こんな小柄な少女から出てくるのが不思議なくらい、ドスの利いた声。皓太朗は、置かれたその用紙に目をやり、また溜息をつきたくなる。

一、平日は門限20時、就寝23時
二、就寝までにその日の復習と次の日の授業の予習を終わらせる
三、土曜日は補習授業のため外出禁止。授業のない日は10時までに起床し課題を始めること
四、テストを控えた日には範囲内のテキストを全て復習、また南の課す追加問題をすべて解くこと
五、実力テストの毎、南により定められた順位内に入ること
六、その他状況によりこれらの条件が追加される

追加される、と書かれた六が一番怖いのでは…そんなことを考えながら、手の中にあるこの薄っぺらい紙をぐちゃぐちゃに潰してしまいたい衝動にかられるが、それをすればまた色々とうるさいのだろうというのは理解できる。

なので自分に出来るのは、冗談まじりの抗議くらいだ。

「坊主って…南ちゃん、これはちょっとキツイんじゃねーの?門限8時って中坊かよオレは」
「こんな乱れた私生活のくせして何口走ってんの?」

だが、それも切り捨てられてしまう。名前で呼んで、少し甘い声で言ってみたものの、彼女には通用しないようだ。

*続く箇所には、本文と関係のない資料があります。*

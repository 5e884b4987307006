use actix_web::HttpRequest;
use slotbook_domain::{Host, ID};
use slotbook_infra::SlotbookContext;

use crate::error::SlotbookError;

/// Header carrying the authenticated host identity.
///
/// Session issuance and validation happen outside this service; the gateway
/// in front of it resolves the session and forwards the host id here.
pub const HOST_ID_HEADER: &str = "x-slotbook-host-id";

/// Resolve the calling host on a host-only route, or reject with 401.
pub async fn protect_host_route(
    http_req: &HttpRequest,
    ctx: &SlotbookContext,
) -> Result<Host, SlotbookError> {
    let host_id = http_req
        .headers()
        .get(HOST_ID_HEADER)
        .and_then(|value| value.to_str().ok())
        .ok_or_else(|| {
            SlotbookError::Unauthorized(format!("Missing required `{}` header", HOST_ID_HEADER))
        })?;

    let host_id = host_id.parse::<ID>().map_err(|_| {
        SlotbookError::Unauthorized(format!("Malformed `{}` header", HOST_ID_HEADER))
    })?;

    ctx.repos
        .hosts
        .find(&host_id)
        .await
        .map_err(|_| SlotbookError::InternalError)?
        .ok_or_else(|| SlotbookError::Unauthorized("Unknown host identity".to_string()))
}

/// The calling host when the request carries a valid identity, `None` for an
/// anonymous caller. Used by routes that accept both hosts and guests.
pub async fn maybe_host(
    http_req: &HttpRequest,
    ctx: &SlotbookContext,
) -> Result<Option<Host>, SlotbookError> {
    if http_req.headers().get(HOST_ID_HEADER).is_none() {
        return Ok(None);
    }
    protect_host_route(http_req, ctx).await.map(Some)
}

「今年初めての実力テストは来週の数学。それで、50位以内に入ってもらうから」
「50位!?オレの去年の成績知ってて言ってる!?」
「こんなの去年の復習レベルでしょ。トップで卒業させるのなら、50位でも低いくらいだっつの。あんたに頑張ってもらわないと、私が困るの!」
「んなこと勝手に言われても…」

…女子と同室、というこの状況に、一時でも甘い期待をした自分が憎らしい。

美味しい思いをするのも、きっとさっきの目の保養が最初で最後だろう。そう考えながら、まだ説教を続ける彼女の裸を想像することで夜を乗り切ることにした。